May 5 – May 15, 2020

Perspectives presents leading artists from Pace Gallery’s global contemporary program who have pushed the boundaries of their chosen media to make new work for the current moment.

Nigel Cooke
Mary Corse
Nathalie Du Pasquier
Torkwase Dyson
Loie Hollowell
Nina Katchadourian

Kohei Nawa
Trevor Paglen
Adam Pendleton
Song Dong
Leo Villareal
Brent Wadden

Nigel Cooke, Oceans, 2020, oil and acrylic on linen, 88-9/16" × 64-9/16" (224.9 cm × 164 cm)

Nigel Cooke

Nigel Cooke's recent paintings, characterized by sweeping gestural brushstrokes, bridge abstraction and representation within a vibrant scope of color. Marking a new approach to figuration for the artist, these works reference actions, places, and people, existing as matrices in which Cooke’s free and open process meets wider themes of metaphor, spirit, nature, representation, and the living material quality of paint. Painted on raw canvas, these works involve several layers and washes, hinting at atmospheric emanations or presences. Not dependent on a fixed viewpoint but instead drifting between states, the compositions unfix the viewer’s traditional understanding of figurative representation, allowing for the possibility of transformation.

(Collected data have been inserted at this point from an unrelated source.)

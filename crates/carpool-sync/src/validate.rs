//! Client-side checks run before a mutation is sent.

use chrono::{DateTime, Utc};

use carpool_types::api::CreateRoomRequest;

use crate::error::{SyncError, SyncResult};

pub const MIN_CAPACITY: u32 = 1;
pub const MAX_CAPACITY: u32 = 10;

pub fn validate_new_room(req: &CreateRoomRequest, now: DateTime<Utc>) -> SyncResult<()> {
    if req.origin == req.destination {
        return Err(SyncError::InvalidInput(
            "origin and destination must be different places".into(),
        ));
    }
    if !(MIN_CAPACITY..=MAX_CAPACITY).contains(&req.capacity) {
        return Err(SyncError::InvalidInput(format!(
            "capacity must be between {} and {}, got {}",
            MIN_CAPACITY, MAX_CAPACITY, req.capacity
        )));
    }
    if req.departure_time <= now {
        return Err(SyncError::InvalidInput(
            "departure time must be in the future".into(),
        ));
    }
    Ok(())
}

pub fn validate_message_body(body: &str) -> SyncResult<()> {
    if body.trim().is_empty() {
        return Err(SyncError::InvalidInput("message body is empty".into()));
    }
    Ok(())
}

#[cfg(test)]
mod tests {
    use super::*;
    use carpool_types::Location;
    use chrono::Duration;

    fn request(capacity: u32, in_minutes: i64) -> CreateRoomRequest {
        CreateRoomRequest {
            origin: Location::MainGate,
            destination: Location::PyeongtaekStation,
            departure_time: Utc::now() + Duration::minutes(in_minutes),
            capacity,
        }
    }

    #[test]
    fn test_accepts_a_reasonable_room() {
        assert!(validate_new_room(&request(4, 60), Utc::now()).is_ok());
        assert!(validate_new_room(&request(MAX_CAPACITY, 1), Utc::now()).is_ok());
    }

    #[test]
    fn test_rejects_same_endpoints() {
        let mut req = request(4, 60);
        req.destination = req.origin;
        assert!(matches!(
            validate_new_room(&req, Utc::now()),
            Err(SyncError::InvalidInput(_))
        ));
    }

    #[test]
    fn test_rejects_capacity_out_of_range() {
        assert!(validate_new_room(&request(0, 60), Utc::now()).is_err());
        assert!(validate_new_room(&request(11, 60), Utc::now()).is_err());
    }

    #[test]
    fn test_rejects_past_departure() {
        let req = request(4, -5);
        assert!(matches!(
            validate_new_room(&req, Utc::now()),
            Err(SyncError::InvalidInput(_))
        ));
    }

    #[test]
    fn test_blank_messages_are_rejected() {
        assert!(validate_message_body("  \n").is_err());
        assert!(validate_message_body("see you at the gate").is_ok());
    }
}
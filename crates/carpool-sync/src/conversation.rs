//! Live chat log of one room.

use std::sync::{Arc, Mutex, MutexGuard};

use tokio::sync::{mpsc, watch};
use tokio_util::sync::CancellationToken;
use tracing::{debug, info, warn};

use carpool_types::api::NewMessage;
use carpool_types::{Change, ChangeEvent, MessageRecord, MessageView, Operation, RoomId, Scope, UserId};

use crate::error::SyncResult;
use crate::ordered::AppendLog;
use crate::source::{Backend, ConnectionHandle, Subscription};
use crate::validate::validate_message_body;

struct ConversationState {
    alive: bool,
    messages: AppendLog<MessageView>,
}

struct ConversationShared {
    backend: Arc<dyn Backend>,
    room_id: RoomId,
    state: Mutex<ConversationState>,
    view: Arc<watch::Sender<Vec<MessageView>>>,
    stopped: CancellationToken,
}

impl ConversationShared {
    fn lock(&self) -> MutexGuard<'_, ConversationState> {
        self.state.lock().unwrap_or_else(|e| e.into_inner())
    }

    fn stop(&self) {
        self.lock().alive = false;
        self.stopped.cancel();
    }

    async fn fold(&self, change: Change<MessageRecord>) {
        if change.operation != Operation::Insert {
            debug!(operation = ?change.operation, "ignoring non-insert message event");
            return;
        }
        let Some(record) = change.after else {
            warn!("message insert without a row, ignoring");
            return;
        };
        if record.room_id != self.room_id {
            debug!(message_id = %record.id, "message for another room, ignoring");
            return;
        }

        {
            let state = self.lock();
            if !state.alive || state.messages.contains(record.id) {
                return;
            }
        }

        // Events carry only the author id; re-read to get the display name.
        let message = match self.backend.message(record.id).await {
            Ok(Some(message)) => message,
            Ok(None) => {
                debug!(message_id = %record.id, "message vanished before it could be read");
                return;
            }
            Err(e) => {
                warn!(message_id = %record.id, error = %e, "dropping message insert, point read failed");
                return;
            }
        };

        let mut state = self.lock();
        if !state.alive {
            debug!(message_id = %message.id, "conversation deactivated during fold, discarding");
            return;
        }
        if state.messages.push(message) {
            self.view.send_replace(state.messages.to_vec());
        }
    }
}

async fn run_fold_loop(shared: Arc<ConversationShared>, mut events: mpsc::Receiver<ChangeEvent>) {
    loop {
        let event = tokio::select! {
            _ = shared.stopped.cancelled() => break,
            event = events.recv() => match event {
                Some(event) => event,
                None => break,
            },
        };
        match event {
            ChangeEvent::Message(change) => shared.fold(change).await,
            other => warn!(entity = ?other.kind(), "unexpected event on a message subscription"),
        }
    }
    debug!(room_id = %shared.room_id, "conversation fold loop finished");
}

struct ActiveConversation {
    shared: Arc<ConversationShared>,
    handle: ConnectionHandle,
}

/// The messages of one room in arrival order.
///
/// The seed is sorted by creation time; live messages are appended as they
/// arrive and are never re-sorted against each other.
pub struct ConversationReconciler {
    backend: Arc<dyn Backend>,
    view: Arc<watch::Sender<Vec<MessageView>>>,
    active: Option<ActiveConversation>,
}

impl ConversationReconciler {
    pub fn new(backend: Arc<dyn Backend>) -> Self {
        let (view, _) = watch::channel(Vec::new());
        Self {
            backend,
            view: Arc::new(view),
            active: None,
        }
    }

    /// Open the room's message stream and seed from its history.
    ///
    /// Re-activating the same room swaps in the new activation only once the
    /// history is in, so a failed re-seed leaves the running one in place. A
    /// failed switch to another room ends the previous activation.
    pub async fn activate(&mut self, room_id: RoomId) -> SyncResult<Vec<MessageView>> {
        let seeded = self.seed(room_id).await;
        let (subscription, history) = match seeded {
            Ok(seeded) => seeded,
            Err(e) => {
                if self.room_id() != Some(room_id) {
                    self.deactivate();
                    self.view.send_replace(Vec::new());
                }
                return Err(e);
            }
        };

        self.deactivate();
        let shared = Arc::new(ConversationShared {
            backend: self.backend.clone(),
            room_id,
            state: Mutex::new(ConversationState {
                alive: true,
                messages: AppendLog::from_snapshot(history),
            }),
            view: self.view.clone(),
            stopped: CancellationToken::new(),
        });
        let snapshot = shared.lock().messages.to_vec();
        self.view.send_replace(snapshot.clone());

        tokio::spawn(run_fold_loop(shared.clone(), subscription.events));

        info!(room_id = %room_id, messages = snapshot.len(), "conversation activated");
        self.active = Some(ActiveConversation {
            shared,
            handle: subscription.handle,
        });
        Ok(snapshot)
    }

    async fn seed(&self, room_id: RoomId) -> SyncResult<(Subscription, Vec<MessageView>)> {
        let subscription = self.backend.subscribe(Scope::Messages { room_id }).await?;
        let history = self.backend.fetch_messages(room_id).await?;
        Ok((subscription, history))
    }

    pub fn deactivate(&mut self) {
        let Some(active) = self.active.take() else {
            return;
        };
        active.shared.stop();
        active.handle.release();
        info!(room_id = %active.shared.room_id, "conversation deactivated");
    }

    pub fn is_active(&self) -> bool {
        self.active.is_some()
    }

    /// Room of the current activation, if any.
    pub fn room_id(&self) -> Option<RoomId> {
        self.active.as_ref().map(|a| a.shared.room_id)
    }

    pub fn messages(&self) -> Vec<MessageView> {
        self.view.borrow().clone()
    }

    pub fn watch(&self) -> watch::Receiver<Vec<MessageView>> {
        self.view.subscribe()
    }

    /// Fold one message event. No-op while inactive.
    pub async fn on_message_event(&self, change: Change<MessageRecord>) {
        if let Some(active) = &self.active {
            active.shared.fold(change).await;
        }
    }

    /// Post a message. It is not appended locally; it shows up once the
    /// backend echoes the insert back through the stream.
    pub async fn send(&self, room_id: RoomId, author_id: UserId, body: &str) -> SyncResult<()> {
        validate_message_body(body)?;
        let message = NewMessage {
            room_id,
            user_id: author_id,
            content: body.to_string(),
        };
        self.backend.send_message(&message).await.inspect_err(|e| {
            warn!(room_id = %room_id, error = %e, "message rejected");
        })
    }
}

impl Drop for ConversationReconciler {
    fn drop(&mut self) {
        self.deactivate();
    }
}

Mary Corse, Untitled (White Inner Band), 2020, glass microspheres in acrylic on canvas, 36" × 36" (91.4 cm × 91.4 cm)

Mary Corse

Throughout the 1960s, Mary Corse experimented with unconventional media and supports, producing shaped canvases, works with plexiglass, and illuminated boxes. In 1968, she discovered glass microspheres, an industrial material used in street signs and dividing lines on highways. Combining these tiny refractive beads with acrylic paint, she creates paintings that appear to radiate light from within and produce shifts in appearance contingent on their surroundings and the viewer’s position. This discovery has led to decades of experimentation wherein Corse’s art emphasizes the abstract nature of human perception, extending beyond the visual to include subtleties of feeling and awareness.

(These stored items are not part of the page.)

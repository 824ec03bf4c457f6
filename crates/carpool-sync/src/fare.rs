//! Fare arithmetic and display.

use crate::error::{SyncError, SyncResult};

/// Per-person share of `total`, rounded up so the payer is never short.
pub fn split_fare(total: u64, member_count: i64) -> SyncResult<u64> {
    if member_count <= 0 {
        return Err(SyncError::InvalidInput(format!(
            "member count must be greater than 0, got {}",
            member_count
        )));
    }
    Ok(total.div_ceil(member_count as u64))
}

#[derive(Debug, Clone, Copy, PartialEq, Eq, Default)]
pub enum Currency {
    #[default]
    Krw,
    Usd,
}

/// `₩10,000` for won (whole units), `$1,234.50` for dollars. Halves round
/// away from zero.
pub fn format_currency(amount: f64, currency: Currency) -> String {
    let scale = match currency {
        Currency::Krw => 1.0,
        Currency::Usd => 100.0,
    };
    let units = (amount.abs() * scale).round() as u64;
    let sign = if amount < 0.0 && units > 0 { "-" } else { "" };
    match currency {
        Currency::Krw => format!("{}₩{}", sign, group_thousands(&units.to_string())),
        Currency::Usd => format!(
            "{}${}.{:02}",
            sign,
            group_thousands(&(units / 100).to_string()),
            units % 100
        ),
    }
}

fn group_thousands(digits: &str) -> String {
    let mut out = String::with_capacity(digits.len() + digits.len() / 3);
    for (i, ch) in digits.chars().enumerate() {
        if i > 0 && (digits.len() - i) % 3 == 0 {
            out.push(',');
        }
        out.push(ch);
    }
    out
}
use std::fmt;
use std::str::FromStr;

use chrono::{DateTime, NaiveDateTime, Utc};
use serde::{Deserialize, Deserializer, Serialize};
use uuid::Uuid;

pub type RoomId = Uuid;
pub type UserId = Uuid;
pub type MessageId = Uuid;

/// Display name used for message authors without a profile name.
pub const UNKNOWN_AUTHOR: &str = "Unknown User";

// -- Locations --

/// Pickup and drop-off points. Rooms can only be created between these.
#[derive(Debug, Clone, Copy, PartialEq, Eq, Hash, Serialize, Deserialize)]
pub enum Location {
    #[serde(rename = "Pyeongtaek Station")]
    PyeongtaekStation,
    #[serde(rename = "Walking Gate")]
    WalkingGate,
    #[serde(rename = "CPX")]
    Cpx,
    #[serde(rename = "Main Gate")]
    MainGate,
    #[serde(rename = "BX")]
    Bx,
}

impl Location {
    pub const ALL: [Location; 5] = [
        Location::PyeongtaekStation,
        Location::WalkingGate,
        Location::Cpx,
        Location::MainGate,
        Location::Bx,
    ];

    pub fn name(self) -> &'static str {
        match self {
            Location::PyeongtaekStation => "Pyeongtaek Station",
            Location::WalkingGate => "Walking Gate",
            Location::Cpx => "CPX",
            Location::MainGate => "Main Gate",
            Location::Bx => "BX",
        }
    }
}

impl fmt::Display for Location {
    fn fmt(&self, f: &mut fmt::Formatter<'_>) -> fmt::Result {
        f.write_str(self.name())
    }
}

#[derive(Debug, Clone, PartialEq, Eq)]
pub struct UnknownLocation(pub String);

impl fmt::Display for UnknownLocation {
    fn fmt(&self, f: &mut fmt::Formatter<'_>) -> fmt::Result {
        let names: Vec<&str> = Location::ALL.iter().map(|l| l.name()).collect();
        write!(f, "unknown location '{}' (expected one of: {})", self.0, names.join(", "))
    }
}

impl std::error::Error for UnknownLocation {}

impl FromStr for Location {
    type Err = UnknownLocation;

    /// Accepts the display name in any case, or its kebab-case form (`walking-gate`).
    fn from_str(s: &str) -> Result<Self, Self::Err> {
        let wanted = s.trim().replace('-', " ");
        Location::ALL
            .into_iter()
            .find(|l| l.name().eq_ignore_ascii_case(&wanted))
            .ok_or_else(|| UnknownLocation(s.to_string()))
    }
}

// -- Rooms --

#[derive(Debug, Clone, Copy, PartialEq, Eq, Hash, Serialize, Deserialize)]
#[serde(rename_all = "snake_case")]
pub enum RoomStatus {
    Recruiting,
    Full,
    InProgress,
    Completed,
}

impl RoomStatus {
    pub fn as_str(self) -> &'static str {
        match self {
            RoomStatus::Recruiting => "recruiting",
            RoomStatus::Full => "full",
            RoomStatus::InProgress => "in_progress",
            RoomStatus::Completed => "completed",
        }
    }
}

impl fmt::Display for RoomStatus {
    fn fmt(&self, f: &mut fmt::Formatter<'_>) -> fmt::Result {
        f.write_str(self.as_str())
    }
}

impl FromStr for RoomStatus {
    type Err = String;

    fn from_str(s: &str) -> Result<Self, Self::Err> {
        match s {
            "recruiting" => Ok(RoomStatus::Recruiting),
            "full" => Ok(RoomStatus::Full),
            "in_progress" => Ok(RoomStatus::InProgress),
            "completed" => Ok(RoomStatus::Completed),
            other => Err(format!("unknown room status '{}'", other)),
        }
    }
}

/// A room row as stored by the backend.
#[derive(Debug, Clone, PartialEq, Eq, Serialize, Deserialize)]
pub struct Room {
    pub id: RoomId,
    #[serde(default, deserialize_with = "optional_timestamp", skip_serializing_if = "Option::is_none")]
    pub created_at: Option<DateTime<Utc>>,
    #[serde(rename = "start_point")]
    pub origin: Location,
    #[serde(rename = "end_point")]
    pub destination: Location,
    #[serde(deserialize_with = "timestamp")]
    pub departure_time: DateTime<Utc>,
    pub capacity: u32,
    pub status: RoomStatus,
    #[serde(default)]
    pub host_id: Option<UserId>,
}

/// A room as shown in the recruiting listing.
///
/// `participant_count` and `is_viewer_member` are derived from membership rows;
/// room events never carry them.
#[derive(Debug, Clone, PartialEq, Eq, Serialize)]
pub struct RoomView {
    #[serde(flatten)]
    pub room: Room,
    pub participant_count: u32,
    pub is_viewer_member: bool,
}

impl RoomView {
    pub fn new(room: Room, participant_count: u32, is_viewer_member: bool) -> Self {
        Self {
            room,
            participant_count,
            is_viewer_member,
        }
    }

    pub fn id(&self) -> RoomId {
        self.room.id
    }

    pub fn seats_left(&self) -> u32 {
        self.room.capacity.saturating_sub(self.participant_count)
    }
}

// -- Memberships --

/// One occupied seat. Identified only by the pair.
#[derive(Debug, Clone, Copy, PartialEq, Eq, Hash, Serialize, Deserialize)]
pub struct Membership {
    pub room_id: RoomId,
    pub user_id: UserId,
}

// -- Profiles --

/// A user's profile. The payee fields say where riders send a fare share
/// when this user hosts a room.
#[derive(Debug, Clone, Default, PartialEq, Eq, Serialize, Deserialize)]
pub struct Profile {
    pub id: UserId,
    #[serde(default)]
    pub full_name: Option<String>,
    #[serde(default)]
    pub phone_number: Option<String>,
    #[serde(default)]
    pub paypal_id: Option<String>,
    #[serde(default)]
    pub toss_bank_name: Option<String>,
    #[serde(default)]
    pub toss_account_no: Option<String>,
}

// -- Messages --

/// A message row, as carried by message change events.
#[derive(Debug, Clone, PartialEq, Eq, Serialize, Deserialize)]
pub struct MessageRecord {
    pub id: MessageId,
    pub room_id: RoomId,
    pub user_id: UserId,
    pub content: String,
    #[serde(deserialize_with = "timestamp")]
    pub created_at: DateTime<Utc>,
}

/// A message joined with its author's display name.
#[derive(Debug, Clone, PartialEq, Eq, Serialize, Deserialize)]
pub struct MessageView {
    pub id: MessageId,
    pub room_id: RoomId,
    pub author_id: UserId,
    pub author_display_name: String,
    pub body: String,
    pub created_at: DateTime<Utc>,
}

impl MessageView {
    pub fn from_record(record: MessageRecord, author_name: Option<String>) -> Self {
        Self {
            id: record.id,
            room_id: record.room_id,
            author_id: record.user_id,
            author_display_name: author_name.unwrap_or_else(|| UNKNOWN_AUTHOR.to_string()),
            body: record.content,
            created_at: record.created_at,
        }
    }
}

// -- Timestamps --

/// Parse a backend timestamp.
///
/// Accepts RFC 3339 as well as the space-separated and offset-less forms
/// Postgres emits for `timestamp`/`timestamptz` columns. Offset-less values
/// are taken as UTC.
pub fn parse_timestamp(raw: &str) -> Option<DateTime<Utc>> {
    if let Ok(ts) = DateTime::parse_from_rfc3339(raw) {
        return Some(ts.with_timezone(&Utc));
    }
    for fmt in ["%Y-%m-%d %H:%M:%S%.f%#z", "%Y-%m-%dT%H:%M:%S%.f%#z"] {
        if let Ok(ts) = DateTime::parse_from_str(raw, fmt) {
            return Some(ts.with_timezone(&Utc));
        }
    }
    for fmt in ["%Y-%m-%dT%H:%M:%S%.f", "%Y-%m-%d %H:%M:%S%.f"] {
        if let Ok(ndt) = NaiveDateTime::parse_from_str(raw, fmt) {
            return Some(ndt.and_utc());
        }
    }
    None
}

fn timestamp<'de, D>(deserializer: D) -> Result<DateTime<Utc>, D::Error>
where
    D: Deserializer<'de>,
{
    let raw = String::deserialize(deserializer)?;
    parse_timestamp(&raw)
        .ok_or_else(|| serde::de::Error::custom(format!("invalid timestamp '{}'", raw)))
}

fn optional_timestamp<'de, D>(deserializer: D) -> Result<Option<DateTime<Utc>>, D::Error>
where
    D: Deserializer<'de>,
{
    match Option::<String>::deserialize(deserializer)? {
        Some(raw) => parse_timestamp(&raw)
            .map(Some)
            .ok_or_else(|| serde::de::Error::custom(format!("invalid timestamp '{}'", raw))),
        None => Ok(None),
    }
}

Nathalie Du Pasquier, FLIPPER, 2019, oil on canvas, 39-3/8" × 59-1/16" (100 cm × 150 cm)

Nathalie Du Pasquier

Nathalie Du Pasquier, a founding member of the Milan-based postmodern design group Memphis, is a painter whose works incorporate elements of design and explore the relationships between objects and the spaces they inhabit. With her recent work, Du Pasquier’s organization of form merges the representational with the non-representational, the tangible with the intangible, and reality with imagination.

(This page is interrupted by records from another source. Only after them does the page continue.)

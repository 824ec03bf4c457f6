/// Errors surfaced by reconcilers and their collaborators.
#[derive(Debug, Clone, PartialEq, Eq, thiserror::Error)]
pub enum SyncError {
    /// Backend unreachable or misbehaving. The caller may retry.
    #[error("transport error: {0}")]
    Transport(String),

    /// A remote mutation was rejected. The message is meant for the user as-is.
    #[error("{0}")]
    Domain(String),

    /// A point read for a resolved id came back empty.
    #[error("not found: {0}")]
    NotFound(String),

    #[error("invalid input: {0}")]
    InvalidInput(String),

    #[error("missing field: {0}")]
    MissingField(&'static str),
}

impl SyncError {
    pub fn transport(err: impl std::fmt::Display) -> Self {
        Self::Transport(err.to_string())
    }

    /// Only transport failures are worth retrying.
    pub fn is_retryable(&self) -> bool {
        matches!(self, Self::Transport(_))
    }
}

pub type SyncResult<T> = Result<T, SyncError>;
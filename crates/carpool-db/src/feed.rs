use std::sync::Arc;

use tokio::sync::broadcast;
use tracing::{debug, warn};

use carpool_types::{ChangeEvent, Scope};
use carpool_sync::Subscription;

/// Fans committed changes out to every open subscription.
#[derive(Clone)]
pub struct ChangeFeed {
    inner: Arc<ChangeFeedInner>,
}

struct ChangeFeedInner {
    /// Every subscription sees every event and filters by its own scope
    broadcast_tx: broadcast::Sender<ChangeEvent>,
}

impl Default for ChangeFeed {
    fn default() -> Self {
        Self::new()
    }
}

impl ChangeFeed {
    pub fn new() -> Self {
        let (broadcast_tx, _) = broadcast::channel(1024);
        Self {
            inner: Arc::new(ChangeFeedInner { broadcast_tx }),
        }
    }

    pub fn publish(&self, event: ChangeEvent) {
        debug!(entity = ?event.kind(), operation = ?event.operation(), "publishing change");
        let _ = self.inner.broadcast_tx.send(event);
    }

    pub fn publish_all(&self, events: impl IntoIterator<Item = ChangeEvent>) {
        for event in events {
            self.publish(event);
        }
    }

    /// Open a scoped subscription. Events published after this returns are
    /// delivered until the subscription's handle is released.
    pub fn subscribe(&self, scope: Scope) -> Subscription {
        let mut rx = self.inner.broadcast_tx.subscribe();
        let (subscription, sink) = Subscription::channel(scope);

        tokio::spawn(async move {
            loop {
                let event = tokio::select! {
                    _ = sink.released() => break,
                    received = rx.recv() => match received {
                        Ok(event) => event,
                        Err(broadcast::error::RecvError::Lagged(n)) => {
                            warn!(topic = %scope.topic(), skipped = n, "subscription lagged, changes dropped");
                            continue;
                        }
                        Err(broadcast::error::RecvError::Closed) => break,
                    },
                };
                if !sink.deliver(event).await {
                    break;
                }
            }
            debug!(handle = %sink.id(), topic = %scope.topic(), "subscription closed");
        });

        subscription
    }

    pub fn subscriber_count(&self) -> usize {
        self.inner.broadcast_tx.receiver_count()
    }
}
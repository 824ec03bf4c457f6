use anyhow::Result;
use rusqlite::Connection;
use tracing::info;

pub fn run(conn: &Connection) -> Result<()> {
    conn.execute_batch(
        "
        CREATE TABLE IF NOT EXISTS profiles (
            id              TEXT PRIMARY KEY,
            full_name       TEXT,
            phone_number    TEXT,
            paypal_id       TEXT,
            toss_bank_name  TEXT,
            toss_account_no TEXT
        );

        CREATE TABLE IF NOT EXISTS rooms (
            id              TEXT PRIMARY KEY,
            created_at      TEXT NOT NULL,
            start_point     TEXT NOT NULL,
            end_point       TEXT NOT NULL,
            departure_time  TEXT NOT NULL,
            capacity        INTEGER NOT NULL CHECK (capacity > 0),
            status          TEXT NOT NULL DEFAULT 'recruiting',
            host_id         TEXT
        );

        CREATE INDEX IF NOT EXISTS idx_rooms_status
            ON rooms(status, departure_time);

        CREATE TABLE IF NOT EXISTS room_members (
            room_id     TEXT NOT NULL REFERENCES rooms(id) ON DELETE CASCADE,
            user_id     TEXT NOT NULL,
            joined_at   TEXT NOT NULL,
            PRIMARY KEY (room_id, user_id)
        );

        CREATE INDEX IF NOT EXISTS idx_room_members_user
            ON room_members(user_id);

        CREATE TABLE IF NOT EXISTS messages (
            id          TEXT PRIMARY KEY,
            room_id     TEXT NOT NULL REFERENCES rooms(id) ON DELETE CASCADE,
            user_id     TEXT NOT NULL,
            content     TEXT NOT NULL,
            created_at  TEXT NOT NULL
        );

        CREATE INDEX IF NOT EXISTS idx_messages_room
            ON messages(room_id, created_at);
        ",
    )?;

    info!("Database migrations complete");
    Ok(())
}
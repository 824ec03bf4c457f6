pub mod api;
pub mod events;
pub mod models;

pub use events::{Change, ChangeEvent, EntityKind, Operation, Scope};
pub use models::{
    Location, Membership, MessageId, MessageRecord, MessageView, Profile, Room, RoomId,
    RoomStatus, RoomView, UserId,
};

Nathalie Du Pasquier, Untitled, 2019, oil on canvas, 19-11/16" × 19-11/16" (50 cm × 50 cm)
Nathalie Du Pasquier, Untitled, 2019, oil on canvas, 19-11/16" × 19-11/16" (50 cm × 50 cm)
Torkwase Dyson, Massing, Whispers of Love are Built in the Water Deep (Water Futures and Architecture Series), 2020, acrylic and graphite on canvas, 80" × 96" (203.2 cm × 243.8 cm)

Torkwase Dyson

Working in painting, sculpture, drawing, and performance, Torkwase Dyson’s compositions address the continuity of movement, climate change, infrastructure, and architecture. For Dyson, the relationship between these subjects produces abstractions that explore black spatial liberation strategies and environmental politics.

The surfaces of Dyson’s paintings are layered in black and blue washes with fine diagrammatic white lines that abstract spatial systems and narrate the prismatic color of oceans and deep waters. The repetition of the box, the curve, the triangle, and the trapezoid continues to inform Dyson’s exploration of what she has called “black compositional thought.” Transforming these geometric typologies in dialogue with the history of black resistance, Dyson’s project maps the relationship between the body, systems infrastructure, and environmental precarity in the past, present, and future. With varied and accumulated surfaces, the paintings suggest a gravitational force echoed in the dimensionality and depth of geometric planes foregrounded by atmospheric color fields.

Torkwase Dyson, Proximities, Whispers of Love are Built in the Water Deep (Water Futures and Architecture Series), 2020, acrylic and graphite on canvas, 80" × 96" × 2" (203.2 cm × 243.8 cm × 5.1 cm)

As the artist describes, “When people look at the work they think about a kind of black, but most are actually red, black, and green. The shade is from a practice I have come to understand by diving in so many parts of the oceans around the world and understanding how light changes underwater, refraction happens, shade happens, and tint happens. Abstraction can create a distance that allows you to comprehend a systemic logic—how it has been controlled and designed outside your input. To be a part of an environment of global warming that has nothing to do with my decisions in terms of the macro is alarming. My interest is in working in these established realms of looking: How do I get closer to that through this form which I’m using, abstraction?”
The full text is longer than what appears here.